The combined output of all the hamsters will vary, depending on how many are on treadmills at any one time, but there will be a certain level of power that is always being generated, even as different hamsters hop on or off their individual treadmills. That’s the reliable baseload power.

The connected wind farms would operate the same way.

“The idea is that, while wind speed could be calm at a given location, it could be gusty at others. By linking these locations together we can smooth out the differences and substantially improve the overall performance,” Archer said.

As one might expect, not all locations make sense for wind farms. Only locations with strong winds are economically competitive. In their study, Archer and Jacobson, a professor of civil and environmental engineering at Stanford, evaluated 19 sites in the Midwestern United States with annual average wind speeds greater than 6.9 meters per second at a height of 80 meters above ground, the hub height of modern wind turbines. Modern turbines are 80 to 100 meters high, approximately the height of a 30-story building, and their blades are 70 meters long or more.

The researchers used hourly wind data, collected and quality-controlled by the National Weather Service, for the entire year of 2000 from the 19 sites. They found that an average of 33 percent and a maximum of 47 percent of yearly-averaged wind power from interconnected farms can be used as reliable baseload electric power. These percentages would hold true for any array of 10 or more wind farms, provided it met the minimum wind speed and turbine height criteria used in the study.

Another benefit of connecting multiple wind farms is reducing the total distance that all the power has to travel from the multiple points of origin to the destination point. Interconnecting multiple wind farms to a common point and then connecting that point to a far-away city reduces the cost of transmission.

It’s the same as having lots of streams and creeks join together to form a river that flows out to sea, rather than having each creek flow all the way to the coast by carving out its own little channel.

Another type of cost saving also results when the power combines to flow in a single transmission line. Explains Archer: Suppose a power company wanted to bring power from several independent farms—each with a maximum capacity of, say, 1,500 kilowatts (kW)—from the Midwest to California. Each farm would need a short transmission line of 1,500 kW brought to a common point in the Midwest. Then a larger transmission line would be needed between the common point and California—typically with a total capacity of 1,500 kW multiplied by the number of independent farms connected.
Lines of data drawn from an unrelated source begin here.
// Minimal demo: size a filename column for a small listing and draw it into a buffer.
use ratatui::layout::Rect;
use ratatui::prelude::Buffer;
use ratatui::widgets::{Row, Table, Widget};

use tree_filename_column::{
    ColumnBounds, FilenameColumn, FilenameGlyphs, FilenameParams, HighlightTheme, TreeItem,
};

fn main() -> tree_filename_column::Result<()> {
    // A tiny tree as the host would hand it over: one open directory with two children.
    let items = [
        TreeItem::from_path("/project/src").tree(true),
        TreeItem::from_path("/project/src/lib.rs").level(1),
        TreeItem::from_path("/project/src/current").level(1).link(),
    ];

    let column = FilenameColumn::new(FilenameParams::with_glyphs(FilenameGlyphs::unicode()));
    let width = column.max_width(&items)?;
    let bounds = ColumnBounds::with_width(width);
    let theme = HighlightTheme::default();

    let rows: Vec<Row> = items
        .iter()
        .map(|item| Row::new([column.display(item, bounds, None).to_cell(&theme)]))
        .collect();

    // Render into an in-memory buffer (no terminal required).
    let area = Rect::new(0, 0, 40, 4);
    let mut buffer = Buffer::empty(area);
    Table::new(rows, [column.constraint(&items)?]).render(area, &mut buffer);
    Ok(())
}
However, with geographically dispersed farms, it is unlikely that they would simultaneously be experiencing strong enough winds to each produce their 1,500 kW maximum output at the same time. Thus, the capacity of the long-distance transmission line could be reduced significantly with only a small loss in overall delivered power.

“Due to the high cost of long-distance transmission, a 20 percent reduction in transmission capacity with little delivered-power loss would notably reduce the cost of wind energy,” added Archer, who calculated the decrease in delivered power to be only about 1.6 percent.

With only one farm, a 20 percent reduction in long-distance transmission capacity would decrease delivered power by 9.8 percent—not a 20 percent reduction, because the farm is not producing its maximum possible output all the time.

Archer said that if the United States and other countries each started to organize the siting and interconnection of new wind farms based on a master plan, the power supply could be smoothed out and transmission requirements could be reduced, decreasing the cost of wind energy. This could result in the large-scale market penetration of wind energy—already the most inexpensive clean renewable electric power source—which could contribute significantly to an eventual solution to global warming, as well as reducing deaths from urban air pollution.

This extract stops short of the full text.